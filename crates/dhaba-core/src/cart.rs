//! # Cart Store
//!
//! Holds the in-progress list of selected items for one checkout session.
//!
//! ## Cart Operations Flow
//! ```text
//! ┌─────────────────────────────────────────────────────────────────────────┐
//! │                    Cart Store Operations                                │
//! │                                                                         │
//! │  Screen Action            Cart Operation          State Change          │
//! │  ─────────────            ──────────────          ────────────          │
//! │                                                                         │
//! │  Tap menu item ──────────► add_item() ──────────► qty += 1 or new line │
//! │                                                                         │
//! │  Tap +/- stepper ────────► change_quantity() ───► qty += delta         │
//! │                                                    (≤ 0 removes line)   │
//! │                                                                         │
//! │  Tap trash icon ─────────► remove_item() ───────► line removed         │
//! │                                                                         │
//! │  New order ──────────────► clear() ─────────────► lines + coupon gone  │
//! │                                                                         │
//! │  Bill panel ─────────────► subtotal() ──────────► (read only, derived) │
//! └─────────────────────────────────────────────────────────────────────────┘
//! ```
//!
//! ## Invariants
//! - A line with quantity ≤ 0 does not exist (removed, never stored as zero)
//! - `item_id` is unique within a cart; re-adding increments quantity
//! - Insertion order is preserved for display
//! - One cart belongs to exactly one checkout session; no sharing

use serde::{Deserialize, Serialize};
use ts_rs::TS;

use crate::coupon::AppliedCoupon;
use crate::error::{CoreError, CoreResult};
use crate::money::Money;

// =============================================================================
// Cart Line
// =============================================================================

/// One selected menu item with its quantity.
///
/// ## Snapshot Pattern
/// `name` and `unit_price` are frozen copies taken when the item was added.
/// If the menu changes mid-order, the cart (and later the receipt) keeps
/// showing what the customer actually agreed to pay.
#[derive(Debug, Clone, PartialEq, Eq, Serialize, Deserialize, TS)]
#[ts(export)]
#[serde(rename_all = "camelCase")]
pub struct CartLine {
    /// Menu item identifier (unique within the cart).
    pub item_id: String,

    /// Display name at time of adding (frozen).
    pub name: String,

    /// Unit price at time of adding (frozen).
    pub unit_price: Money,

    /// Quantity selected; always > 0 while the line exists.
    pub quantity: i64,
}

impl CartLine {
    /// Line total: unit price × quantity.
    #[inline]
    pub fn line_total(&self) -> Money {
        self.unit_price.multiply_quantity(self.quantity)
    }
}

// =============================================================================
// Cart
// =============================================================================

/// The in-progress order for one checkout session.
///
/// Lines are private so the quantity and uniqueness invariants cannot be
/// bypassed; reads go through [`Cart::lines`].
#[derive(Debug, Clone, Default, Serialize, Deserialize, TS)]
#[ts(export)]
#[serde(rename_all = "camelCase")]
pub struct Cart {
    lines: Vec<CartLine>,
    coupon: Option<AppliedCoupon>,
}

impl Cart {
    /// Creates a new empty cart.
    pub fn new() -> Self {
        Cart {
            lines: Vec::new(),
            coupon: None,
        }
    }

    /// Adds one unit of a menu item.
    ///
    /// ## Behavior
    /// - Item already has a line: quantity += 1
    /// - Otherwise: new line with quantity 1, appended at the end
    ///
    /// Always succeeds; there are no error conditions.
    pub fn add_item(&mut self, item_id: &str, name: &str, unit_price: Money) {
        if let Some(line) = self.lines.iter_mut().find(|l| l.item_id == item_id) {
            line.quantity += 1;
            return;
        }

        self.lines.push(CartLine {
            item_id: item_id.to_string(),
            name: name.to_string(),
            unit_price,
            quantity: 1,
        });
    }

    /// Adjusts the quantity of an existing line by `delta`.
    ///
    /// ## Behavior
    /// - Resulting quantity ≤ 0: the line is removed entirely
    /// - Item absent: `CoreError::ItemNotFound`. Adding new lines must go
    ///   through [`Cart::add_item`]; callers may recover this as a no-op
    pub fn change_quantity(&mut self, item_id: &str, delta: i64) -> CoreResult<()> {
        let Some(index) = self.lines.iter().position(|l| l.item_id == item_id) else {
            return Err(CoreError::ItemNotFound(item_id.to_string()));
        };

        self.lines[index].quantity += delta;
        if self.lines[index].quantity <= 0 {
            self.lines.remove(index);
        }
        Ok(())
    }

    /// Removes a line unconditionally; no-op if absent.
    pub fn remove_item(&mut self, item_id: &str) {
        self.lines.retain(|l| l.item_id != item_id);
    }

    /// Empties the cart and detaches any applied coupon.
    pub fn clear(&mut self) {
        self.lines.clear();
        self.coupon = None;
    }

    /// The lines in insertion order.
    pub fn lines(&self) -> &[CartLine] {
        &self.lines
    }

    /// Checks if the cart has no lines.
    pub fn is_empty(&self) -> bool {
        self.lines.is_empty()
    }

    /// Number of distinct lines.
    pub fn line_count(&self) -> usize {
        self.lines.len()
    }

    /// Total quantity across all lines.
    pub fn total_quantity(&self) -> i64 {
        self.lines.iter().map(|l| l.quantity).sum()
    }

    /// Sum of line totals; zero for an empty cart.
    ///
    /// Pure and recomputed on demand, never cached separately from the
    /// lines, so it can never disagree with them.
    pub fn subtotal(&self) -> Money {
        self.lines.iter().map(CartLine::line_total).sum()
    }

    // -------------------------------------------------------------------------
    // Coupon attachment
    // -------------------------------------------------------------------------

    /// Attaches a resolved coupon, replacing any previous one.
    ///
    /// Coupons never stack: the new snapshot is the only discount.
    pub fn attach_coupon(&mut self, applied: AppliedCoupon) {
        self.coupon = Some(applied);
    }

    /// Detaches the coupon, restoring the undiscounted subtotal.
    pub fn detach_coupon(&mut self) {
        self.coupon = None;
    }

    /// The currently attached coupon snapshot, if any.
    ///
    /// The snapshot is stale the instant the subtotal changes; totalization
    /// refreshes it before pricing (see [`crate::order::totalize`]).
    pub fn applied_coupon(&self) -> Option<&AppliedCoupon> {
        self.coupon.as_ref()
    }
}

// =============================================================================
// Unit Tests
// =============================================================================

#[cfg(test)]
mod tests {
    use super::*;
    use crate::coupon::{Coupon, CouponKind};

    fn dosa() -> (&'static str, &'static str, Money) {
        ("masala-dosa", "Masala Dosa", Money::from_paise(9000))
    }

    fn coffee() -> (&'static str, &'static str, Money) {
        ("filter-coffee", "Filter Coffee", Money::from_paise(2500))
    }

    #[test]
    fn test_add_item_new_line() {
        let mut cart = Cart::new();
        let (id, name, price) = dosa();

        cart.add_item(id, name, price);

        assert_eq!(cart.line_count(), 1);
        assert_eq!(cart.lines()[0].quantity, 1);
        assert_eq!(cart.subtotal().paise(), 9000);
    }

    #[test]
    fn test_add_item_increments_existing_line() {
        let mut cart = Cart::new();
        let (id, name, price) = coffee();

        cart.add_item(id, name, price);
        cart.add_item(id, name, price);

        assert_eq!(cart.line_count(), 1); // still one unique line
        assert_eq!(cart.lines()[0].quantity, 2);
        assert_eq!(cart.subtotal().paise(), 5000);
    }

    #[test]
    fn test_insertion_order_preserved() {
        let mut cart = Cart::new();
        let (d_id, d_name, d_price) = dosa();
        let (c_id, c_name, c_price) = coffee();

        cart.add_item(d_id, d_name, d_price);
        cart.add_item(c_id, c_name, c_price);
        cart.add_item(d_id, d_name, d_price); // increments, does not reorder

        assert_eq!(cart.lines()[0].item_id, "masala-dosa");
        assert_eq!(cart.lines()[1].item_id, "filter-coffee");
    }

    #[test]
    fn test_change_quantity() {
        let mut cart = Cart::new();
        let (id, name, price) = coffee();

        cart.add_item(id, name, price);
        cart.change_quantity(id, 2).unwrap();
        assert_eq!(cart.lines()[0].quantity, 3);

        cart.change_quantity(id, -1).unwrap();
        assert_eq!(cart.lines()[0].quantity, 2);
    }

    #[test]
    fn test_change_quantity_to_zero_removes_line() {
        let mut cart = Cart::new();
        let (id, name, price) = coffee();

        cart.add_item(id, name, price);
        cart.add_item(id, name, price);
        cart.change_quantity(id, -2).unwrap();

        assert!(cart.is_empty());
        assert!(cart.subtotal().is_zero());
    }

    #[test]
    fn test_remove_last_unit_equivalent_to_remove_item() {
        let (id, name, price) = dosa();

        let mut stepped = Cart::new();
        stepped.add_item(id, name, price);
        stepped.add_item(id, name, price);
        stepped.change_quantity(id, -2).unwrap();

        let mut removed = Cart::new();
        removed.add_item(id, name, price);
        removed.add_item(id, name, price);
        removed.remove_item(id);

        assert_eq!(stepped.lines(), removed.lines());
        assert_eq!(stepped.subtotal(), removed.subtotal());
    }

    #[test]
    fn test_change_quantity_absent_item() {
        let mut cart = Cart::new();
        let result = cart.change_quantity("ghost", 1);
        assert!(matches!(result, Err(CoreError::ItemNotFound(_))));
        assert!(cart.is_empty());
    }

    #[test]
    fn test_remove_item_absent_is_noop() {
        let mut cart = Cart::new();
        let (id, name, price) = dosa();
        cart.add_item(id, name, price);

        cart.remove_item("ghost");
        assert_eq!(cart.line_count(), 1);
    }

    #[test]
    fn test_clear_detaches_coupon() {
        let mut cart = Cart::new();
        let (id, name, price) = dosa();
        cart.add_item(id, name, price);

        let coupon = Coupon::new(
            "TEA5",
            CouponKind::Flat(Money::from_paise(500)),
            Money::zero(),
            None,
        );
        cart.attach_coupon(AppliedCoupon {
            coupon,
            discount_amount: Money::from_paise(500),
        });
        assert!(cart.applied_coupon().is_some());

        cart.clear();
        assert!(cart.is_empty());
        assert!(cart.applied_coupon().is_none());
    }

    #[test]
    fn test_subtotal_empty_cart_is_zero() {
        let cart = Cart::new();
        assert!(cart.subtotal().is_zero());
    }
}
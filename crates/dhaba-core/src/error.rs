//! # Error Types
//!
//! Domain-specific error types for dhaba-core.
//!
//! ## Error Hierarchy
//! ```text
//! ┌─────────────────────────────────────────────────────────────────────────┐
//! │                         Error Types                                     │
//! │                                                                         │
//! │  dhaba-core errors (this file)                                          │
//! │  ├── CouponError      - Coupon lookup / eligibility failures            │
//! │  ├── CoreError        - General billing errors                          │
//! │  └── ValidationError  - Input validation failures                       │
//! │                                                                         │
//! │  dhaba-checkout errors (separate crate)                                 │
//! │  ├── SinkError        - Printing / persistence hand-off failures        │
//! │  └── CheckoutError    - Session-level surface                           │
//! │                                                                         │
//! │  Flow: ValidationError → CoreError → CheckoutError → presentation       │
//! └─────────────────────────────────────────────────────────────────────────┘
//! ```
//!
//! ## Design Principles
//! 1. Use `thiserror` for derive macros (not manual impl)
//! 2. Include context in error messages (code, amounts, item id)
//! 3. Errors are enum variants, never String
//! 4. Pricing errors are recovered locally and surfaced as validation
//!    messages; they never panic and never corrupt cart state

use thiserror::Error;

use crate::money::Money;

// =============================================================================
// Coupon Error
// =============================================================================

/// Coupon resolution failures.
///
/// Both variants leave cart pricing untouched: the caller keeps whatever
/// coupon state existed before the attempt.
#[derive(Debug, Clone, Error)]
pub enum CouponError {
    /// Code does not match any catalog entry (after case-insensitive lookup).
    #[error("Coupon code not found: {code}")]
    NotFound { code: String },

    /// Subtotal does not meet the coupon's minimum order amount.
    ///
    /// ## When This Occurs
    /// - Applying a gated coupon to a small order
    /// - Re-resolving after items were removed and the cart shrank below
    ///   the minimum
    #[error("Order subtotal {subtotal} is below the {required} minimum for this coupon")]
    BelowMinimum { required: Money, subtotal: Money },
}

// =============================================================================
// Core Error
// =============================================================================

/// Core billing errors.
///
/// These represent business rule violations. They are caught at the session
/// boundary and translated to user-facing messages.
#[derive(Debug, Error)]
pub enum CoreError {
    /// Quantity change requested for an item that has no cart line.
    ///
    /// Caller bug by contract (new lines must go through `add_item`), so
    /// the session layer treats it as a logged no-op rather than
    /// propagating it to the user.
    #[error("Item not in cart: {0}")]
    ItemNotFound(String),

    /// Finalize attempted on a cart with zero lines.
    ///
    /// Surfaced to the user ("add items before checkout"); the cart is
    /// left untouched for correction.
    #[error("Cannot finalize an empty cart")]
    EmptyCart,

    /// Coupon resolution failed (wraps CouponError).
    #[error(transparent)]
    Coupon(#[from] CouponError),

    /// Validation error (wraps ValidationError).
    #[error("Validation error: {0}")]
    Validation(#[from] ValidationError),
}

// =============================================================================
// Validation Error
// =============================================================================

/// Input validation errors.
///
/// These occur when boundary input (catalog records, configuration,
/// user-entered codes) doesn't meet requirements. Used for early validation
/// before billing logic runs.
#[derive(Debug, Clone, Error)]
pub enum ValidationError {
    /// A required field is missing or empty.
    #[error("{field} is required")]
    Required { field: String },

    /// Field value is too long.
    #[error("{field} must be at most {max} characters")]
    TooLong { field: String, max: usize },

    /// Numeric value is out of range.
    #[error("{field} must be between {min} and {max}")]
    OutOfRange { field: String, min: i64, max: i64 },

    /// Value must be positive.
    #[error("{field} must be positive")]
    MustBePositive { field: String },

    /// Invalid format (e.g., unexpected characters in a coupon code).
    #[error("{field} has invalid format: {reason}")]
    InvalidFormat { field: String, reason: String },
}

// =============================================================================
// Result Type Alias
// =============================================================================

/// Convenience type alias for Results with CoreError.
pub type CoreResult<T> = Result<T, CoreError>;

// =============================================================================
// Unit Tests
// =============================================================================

> [Assignment] Copy the lines above exactly, beginning at the line that has "assert!(cart.applied_coupon().is_some());" and stopping after the line that has "filename crates/dhaba-core/src/error.rs", and omit the rest.

> [Result]
        assert!(cart.applied_coupon().is_some());

        cart.clear();
        assert!(cart.is_empty());
        assert!(cart.applied_coupon().is_none());
    }

    #[test]
    fn test_subtotal_empty_cart_is_zero() {
        let cart = Cart::new();
        assert!(cart.subtotal().is_zero());
    }
}
filename crates/dhaba-core/src/error.rs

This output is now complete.